Task directions: An exact copy of every record below is what's needed here.

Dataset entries

== == ==

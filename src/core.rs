use std::any::{Any, TypeId, type_name};
use std::borrow::Cow;
use std::collections::BTreeMap;
use std::fmt;
use std::sync::Arc;

use crate::error::ResolveError;

/// A type-erased, thread-safe container.
pub type Dynamic = Arc<dyn Any + Send + Sync>;

/// Erase a value into a [`Dynamic`].
pub fn dynamic<T: Send + Sync + 'static>(value: T) -> Dynamic {
    Arc::new(value)
}

/// The declared type of a parameter.
///
/// Captured once, when the parameter is declared, so nothing about types has
/// to be worked out later during resolution. An undeclared type is `Any`.
#[derive(Clone, Copy, PartialEq, Eq, Hash)]
pub struct TypeTag {
    id: Option<TypeId>,
    name: &'static str,
}

impl TypeTag {
    pub fn of<T: 'static>() -> Self {
        Self {
            id: Some(TypeId::of::<T>()),
            name: type_name::<T>(),
        }
    }

    pub const fn any() -> Self {
        Self {
            id: None,
            name: "Any",
        }
    }

    pub fn is_any(&self) -> bool {
        self.id.is_none()
    }

    pub fn name(&self) -> &'static str {
        self.name
    }

    /// Whether `value` holds an instance of this type. `Any` matches everything.
    pub fn matches(&self, value: &Dynamic) -> bool {
        match self.id {
            Some(id) => Any::type_id(&**value) == id,
            None => true,
        }
    }
}

impl Default for TypeTag {
    fn default() -> Self {
        Self::any()
    }
}

impl fmt::Debug for TypeTag {
    fn fmt(&self, f: &mut fmt::Formatter<'_>) -> fmt::Result {
        write!(f, "TypeTag({})", self.name)
    }
}

/// Values supplied by the caller of an injected function.
///
/// # Example
///
/// ```rust
/// use tsunagi::Arguments;
///
/// let args = Arguments::new().arg(1_i64).kwarg("name", String::from("x"));
/// assert_eq!(args.positional().len(), 1);
/// ```
#[derive(Clone, Default)]
pub struct Arguments {
    pub(crate) args: Vec<Dynamic>,
    pub(crate) kwargs: BTreeMap<String, Dynamic>,
}

impl Arguments {
    pub fn new() -> Self {
        Self::default()
    }

    pub fn arg<T: Send + Sync + 'static>(self, value: T) -> Self {
        self.arg_dynamic(dynamic(value))
    }

    pub fn arg_dynamic(mut self, value: Dynamic) -> Self {
        self.args.push(value);
        self
    }

    pub fn kwarg<T: Send + Sync + 'static>(self, name: impl Into<String>, value: T) -> Self {
        self.kwarg_dynamic(name, dynamic(value))
    }

    pub fn kwarg_dynamic(mut self, name: impl Into<String>, value: Dynamic) -> Self {
        self.kwargs.insert(name.into(), value);
        self
    }

    pub fn positional(&self) -> &[Dynamic] {
        &self.args
    }

    pub fn keywords(&self) -> &BTreeMap<String, Dynamic> {
        &self.kwargs
    }

    pub fn is_empty(&self) -> bool {
        self.args.is_empty() && self.kwargs.is_empty()
    }
}

impl fmt::Debug for Arguments {
    fn fmt(&self, f: &mut fmt::Formatter<'_>) -> fmt::Result {
        f.debug_struct("Arguments")
            .field("args", &self.args.len())
            .field("kwargs", &self.kwargs.keys().collect::<Vec<_>>())
            .finish()
    }
}

/// The fully bound arguments a callable body receives.
///
/// Every declared parameter that is not variadic is present by name; the
/// variable-positional tail and the variable-keyword map are exposed through
/// [`Bound::rest`] and [`Bound::extra`].
#[derive(Clone)]
pub struct Bound {
    pub(crate) call: Cow<'static, str>,
    pub(crate) values: BTreeMap<String, Dynamic>,
    pub(crate) rest: Vec<Dynamic>,
    pub(crate) extra: BTreeMap<String, Dynamic>,
}

impl Bound {
    pub(crate) fn new(call: Cow<'static, str>) -> Self {
        Self {
            call,
            values: BTreeMap::new(),
            rest: Vec::new(),
            extra: BTreeMap::new(),
        }
    }

    /// Borrow the value bound to `name` as a `T`.
    pub fn get<T: 'static>(&self, name: &str) -> Result<&T, ResolveError> {
        let value = self
            .values
            .get(name)
            .ok_or_else(|| ResolveError::MissingArgument {
                call: self.call.clone(),
                param: name.to_string(),
            })?;

        value
            .downcast_ref::<T>()
            .ok_or_else(|| ResolveError::TypeMismatch {
                call: self.call.clone(),
                param: name.to_string(),
                expected: type_name::<T>(),
            })
    }

    /// Clone the value bound to `name` out as a `T`.
    pub fn cloned<T: Clone + 'static>(&self, name: &str) -> Result<T, ResolveError> {
        self.get::<T>(name).cloned()
    }

    /// The raw, type-erased value bound to `name`.
    pub fn value(&self, name: &str) -> Option<&Dynamic> {
        self.values.get(name)
    }

    pub fn contains(&self, name: &str) -> bool {
        self.values.contains_key(name)
    }

    /// Positional values collected by a variable-positional parameter.
    pub fn rest(&self) -> &[Dynamic] {
        &self.rest
    }

    /// Keyword values collected by a variable-keyword parameter.
    pub fn extra(&self) -> &BTreeMap<String, Dynamic> {
        &self.extra
    }

    /// Name of the callable these arguments were bound for.
    pub fn call_name(&self) -> &str {
        &self.call
    }
}

impl fmt::Debug for Bound {
    fn fmt(&self, f: &mut fmt::Formatter<'_>) -> fmt::Result {
        f.debug_struct("Bound")
            .field("call", &self.call)
            .field("values", &self.values.keys().collect::<Vec<_>>())
            .field("rest", &self.rest.len())
            .field("extra", &self.extra.keys().collect::<Vec<_>>())
            .finish()
    }
}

== == ==

Result for this task:
filename src/core.rs
use std::any::{Any, TypeId, type_name};
use std::borrow::Cow;
use std::collections::BTreeMap;
use std::fmt;
use std::sync::Arc;

use crate::error::ResolveError;

/// A type-erased, thread-safe container.
pub type Dynamic = Arc<dyn Any + Send + Sync>;

/// Erase a value into a [`Dynamic`].
pub fn dynamic<T: Send + Sync + 'static>(value: T) -> Dynamic {
    Arc::new(value)
}

/// The declared type of a parameter.
///
/// Captured once, when the parameter is declared, so nothing about types has
/// to be worked out later during resolution. An undeclared type is `Any`.
#[derive(Clone, Copy, PartialEq, Eq, Hash)]
pub struct TypeTag {
    id: Option<TypeId>,
    name: &'static str,
}

impl TypeTag {
    pub fn of<T: 'static>() -> Self {
        Self {
            id: Some(TypeId::of::<T>()),
            name: type_name::<T>(),
        }
    }

    pub const fn any() -> Self {
        Self {
            id: None,
            name: "Any",
        }
    }

    pub fn is_any(&self) -> bool {
        self.id.is_none()
    }

    pub fn name(&self) -> &'static str {
        self.name
    }

    /// Whether `value` holds an instance of this type. `Any` matches everything.
    pub fn matches(&self, value: &Dynamic) -> bool {
        match self.id {
            Some(id) => Any::type_id(&**value) == id,
            None => true,
        }
    }
}

impl Default for TypeTag {
    fn default() -> Self {
        Self::any()
    }
}

impl fmt::Debug for TypeTag {
    fn fmt(&self, f: &mut fmt::Formatter<'_>) -> fmt::Result {
        write!(f, "TypeTag({})", self.name)
    }
}

/// Values supplied by the caller of an injected function.
///
/// # Example
///
/// ```rust
/// use tsunagi::Arguments;
///
/// let args = Arguments::new().arg(1_i64).kwarg("name", String::from("x"));
/// assert_eq!(args.positional().len(), 1);
/// ```
#[derive(Clone, Default)]
pub struct Arguments {
    pub(crate) args: Vec<Dynamic>,
    pub(crate) kwargs: BTreeMap<String, Dynamic>,
}

impl Arguments {
    pub fn new() -> Self {
        Self::default()
    }

    pub fn arg<T: Send + Sync + 'static>(self, value: T) -> Self {
        self.arg_dynamic(dynamic(value))
    }

    pub fn arg_dynamic(mut self, value: Dynamic) -> Self {
        self.args.push(value);
        self
    }

    pub fn kwarg<T: Send + Sync + 'static>(self, name: impl Into<String>, value: T) -> Self {
        self.kwarg_dynamic(name, dynamic(value))
    }

    pub fn kwarg_dynamic(mut self, name: impl Into<String>, value: Dynamic) -> Self {
        self.kwargs.insert(name.into(), value);
        self
    }

    pub fn positional(&self) -> &[Dynamic] {
        &self.args
    }

    pub fn keywords(&self) -> &BTreeMap<String, Dynamic> {
        &self.kwargs
    }

    pub fn is_empty(&self) -> bool {
        self.args.is_empty() && self.kwargs.is_empty()
    }
}

impl fmt::Debug for Arguments {
    fn fmt(&self, f: &mut fmt::Formatter<'_>) -> fmt::Result {
        f.debug_struct("Arguments")
            .field("args", &self.args.len())
            .field("kwargs", &self.kwargs.keys().collect::<Vec<_>>())
            .finish()
    }
}

/// The fully bound arguments a callable body receives.
///
/// Every declared parameter that is not variadic is present by name; the
/// variable-positional tail and the variable-keyword map are exposed through
/// [`Bound::rest`] and [`Bound::extra`].
#[derive(Clone)]
pub struct Bound {
    pub(crate) call: Cow<'static, str>,
    pub(crate) values: BTreeMap<String, Dynamic>,
    pub(crate) rest: Vec<Dynamic>,
    pub(crate) extra: BTreeMap<String, Dynamic>,
}

impl Bound {
    pub(crate) fn new(call: Cow<'static, str>) -> Self {
        Self {
            call,
            values: BTreeMap::new(),
            rest: Vec::new(),
            extra: BTreeMap::new(),
        }
    }

    /// Borrow the value bound to `name` as a `T`.
    pub fn get<T: 'static>(&self, name: &str) -> Result<&T, ResolveError> {
        let value = self
            .values
            .get(name)
            .ok_or_else(|| ResolveError::MissingArgument {
                call: self.call.clone(),
                param: name.to_string(),
            })?;

        value
            .downcast_ref::<T>()
            .ok_or_else(|| ResolveError::TypeMismatch {
                call: self.call.clone(),
                param: name.to_string(),
                expected: type_name::<T>(),
            })
    }

    /// Clone the value bound to `name` out as a `T`.
    pub fn cloned<T: Clone + 'static>(&self, name: &str) -> Result<T, ResolveError> {
        self.get::<T>(name).cloned()
    }

    /// The raw, type-erased value bound to `name`.
    pub fn value(&self, name: &str) -> Option<&Dynamic> {
        self.values.get(name)
    }

    pub fn contains(&self, name: &str) -> bool {
        self.values.contains_key(name)
    }

    /// Positional values collected by a variable-positional parameter.
    pub fn rest(&self) -> &[Dynamic] {
        &self.rest
    }

    /// Keyword values collected by a variable-keyword parameter.
    pub fn extra(&self) -> &BTreeMap<String, Dynamic> {
        &self.extra
    }

    /// Name of the callable these arguments were bound for.
    pub fn call_name(&self) -> &str {
        &self.call
    }
}

impl fmt::Debug for Bound {
    fn fmt(&self, f: &mut fmt::Formatter<'_>) -> fmt::Result {
        f.debug_struct("Bound")
            .field("call", &self.call)
            .field("values", &self.values.keys().collect::<Vec<_>>())
            .field("rest", &self.rest.len())
            .field("extra", &self.extra.keys().collect::<Vec<_>>())
            .finish()
    }
}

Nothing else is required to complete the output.